KENOSHA, WIS. — Puratos US celebrated the installation of a new production line at its chocolate plant in Wisconsin on Feb. 23. The line was added to respond to increased demand.

“The types of products we have and the high quality that we have is resonating really well with our customers,” said Andy Brimacombe, president of Puratos US, who was on hand for the celebration. “We’ve seen really strong growth over the last couple of years in volume. As a result, we’re continuing to invest in the business.”

The production line, the fifth at the facility, will help the company increase capacity up to 20%. The facility produces high-protein, organic, non-GMO and other special chocolate and cocoa products under its domestic Chocolante and Carat brands. It also will produce Cacao-Trace chocolate and compound coatings from Puratos’ sustainable cocoa sourcing program.

“A lot of it is chips and chunks, that’s the most common format,” Mr. Brimacombe said. “Effectively it gives us more capacity in those formats which are our key formats and the ones selling well.”

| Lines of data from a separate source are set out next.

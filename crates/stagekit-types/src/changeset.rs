//! Changesets: the output of a diff.
//!
//! A [`StagedChangeset`] is an ordered list of [`Changeset`]s. Each stage
//! carries the full collection state after its edits, and its edit lists are
//! indexed against the previous stage's state. Stages must be applied one at
//! a time, in order; coalescing them changes what the indices mean.

use std::ops::Deref;

use serde::{Deserialize, Serialize};

use crate::path::{ElementPath, Moved};

/// One stage of a staged changeset.
///
/// Index conventions, relative to the previous stage's `data`:
/// deletes, element updates and move sources index the pre-stage data;
/// inserts, section updates and move targets index `data`.
#[derive(Clone, Debug, PartialEq, Eq, Serialize, Deserialize)]
pub struct Changeset<T> {
    /// The collection after this stage's edits.
    pub data: Vec<T>,
    pub section_deleted: Vec<usize>,
    pub section_inserted: Vec<usize>,
    pub section_updated: Vec<usize>,
    pub section_moved: Vec<Moved<usize>>,
    pub element_deleted: Vec<ElementPath>,
    pub element_inserted: Vec<ElementPath>,
    pub element_updated: Vec<ElementPath>,
    pub element_moved: Vec<Moved<ElementPath>>,
}

impl<T> Changeset<T> {
    /// A changeset with no edits and the given resulting data.
    pub fn new(data: Vec<T>) -> Self {
        Self {
            data,
            section_deleted: Vec::new(),
            section_inserted: Vec::new(),
            section_updated: Vec::new(),
            section_moved: Vec::new(),
            element_deleted: Vec::new(),
            element_inserted: Vec::new(),
            element_updated: Vec::new(),
            element_moved: Vec::new(),
        }
    }

    /// Returns `true` if this stage carries no edits.
    pub fn is_empty(&self) -> bool {
        !self.has_section_changes() && !self.has_element_changes()
    }

    /// Total number of edits across all eight lists.
    pub fn change_count(&self) -> usize {
        self.section_change_count() + self.element_change_count()
    }

    pub fn section_change_count(&self) -> usize {
        self.section_deleted.len()
            + self.section_inserted.len()
            + self.section_updated.len()
            + self.section_moved.len()
    }

    pub fn element_change_count(&self) -> usize {
        self.element_deleted.len()
            + self.element_inserted.len()
            + self.element_updated.len()
            + self.element_moved.len()
    }

    pub fn has_section_changes(&self) -> bool {
        self.section_change_count() > 0
    }

    pub fn has_element_changes(&self) -> bool {
        self.element_change_count() > 0
    }
}

/// An ordered sequence of changesets that transforms a source into a target.
///
/// Empty when source and target need no edits.
#[derive(Clone, Debug, PartialEq, Eq, Serialize, Deserialize)]
#[serde(transparent)]
pub struct StagedChangeset<T> {
    stages: Vec<Changeset<T>>,
}

impl<T> StagedChangeset<T> {
    /// A staged changeset with no stages.
    pub fn new() -> Self {
        Self { stages: Vec::new() }
    }

    /// The resulting data of the last stage, i.e. the diff target.
    pub fn last_data(&self) -> Option<&[T]> {
        self.stages.last().map(|stage| stage.data.as_slice())
    }

    /// Total number of edits across all stages.
    pub fn change_count(&self) -> usize {
        self.stages.iter().map(Changeset::change_count).sum()
    }

    pub fn into_inner(self) -> Vec<Changeset<T>> {
        self.stages
    }
}

impl<T> Default for StagedChangeset<T> {
    fn default() -> Self {
        Self::new()
    }
}

impl<T> From<Vec<Changeset<T>>> for StagedChangeset<T> {
    fn from(stages: Vec<Changeset<T>>) -> Self {
        Self { stages }
    }
}

impl<T> Deref for StagedChangeset<T> {
    type Target = [Changeset<T>];

    fn deref(&self) -> &Self::Target {
        &self.stages
    }
}

impl<T> IntoIterator for StagedChangeset<T> {
    type Item = Changeset<T>;
    type IntoIter = std::vec::IntoIter<Changeset<T>>;

    fn into_iter(self) -> Self::IntoIter {
        self.stages.into_iter()
    }
}

impl<'a, T> IntoIterator for &'a StagedChangeset<T> {
    type Item = &'a Changeset<T>;
    type IntoIter = std::slice::Iter<'a, Changeset<T>>;

    fn into_iter(self) -> Self::IntoIter {
        self.stages.iter()
    }
}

The day included tours, chocolate tasting and chocolate-based giveaways for employees at the plant.

“A lot of the focus will be celebrating the success the team has had to be awarded this investment in the first place and thank them and to demonstrate we’re committed to the Kenosha, Wis., area and we’re continuing to invest in it,” Mr. Brimacombe said.

The company has seen a surge in demand for better-for-you (BFY) chocolate, which is part of the company’s Belcolade brand produced in Belgium.

“We’re seeing the BFY market growing faster than the mainstream market,” he said. “We’re trying to target the BFY segments with our products. We have the sugar-reduced and the dairy-free, which are particularly fast-growing segments within the market.”

Puratos works with farmers in several countries, including Ivory Coast, Vietnam, Mexico and Papua New Guinea, that grow cocoa beans for its chocolate. The company’s Cacao-Trace sustainability program strives to provide better wages for farmers and pay for schools, hospitals and other infrastructure in their communities.

“We have a phrase: ‘There’s no profit without sustainability. But there’s no sustainability without profit,’” Mr. Brimacombe said. “We’re trying to create that win-win because what we see is that if you don’t invest in these communities, people leave and go to urban areas, and it’s happening all over the world. By investing in these origins, people are able to make a fair and decent living. Creating amenities, giving the people a future, giving their children a future and getting them to stay and manage the land creates a sustainable supply chain for chocolate.”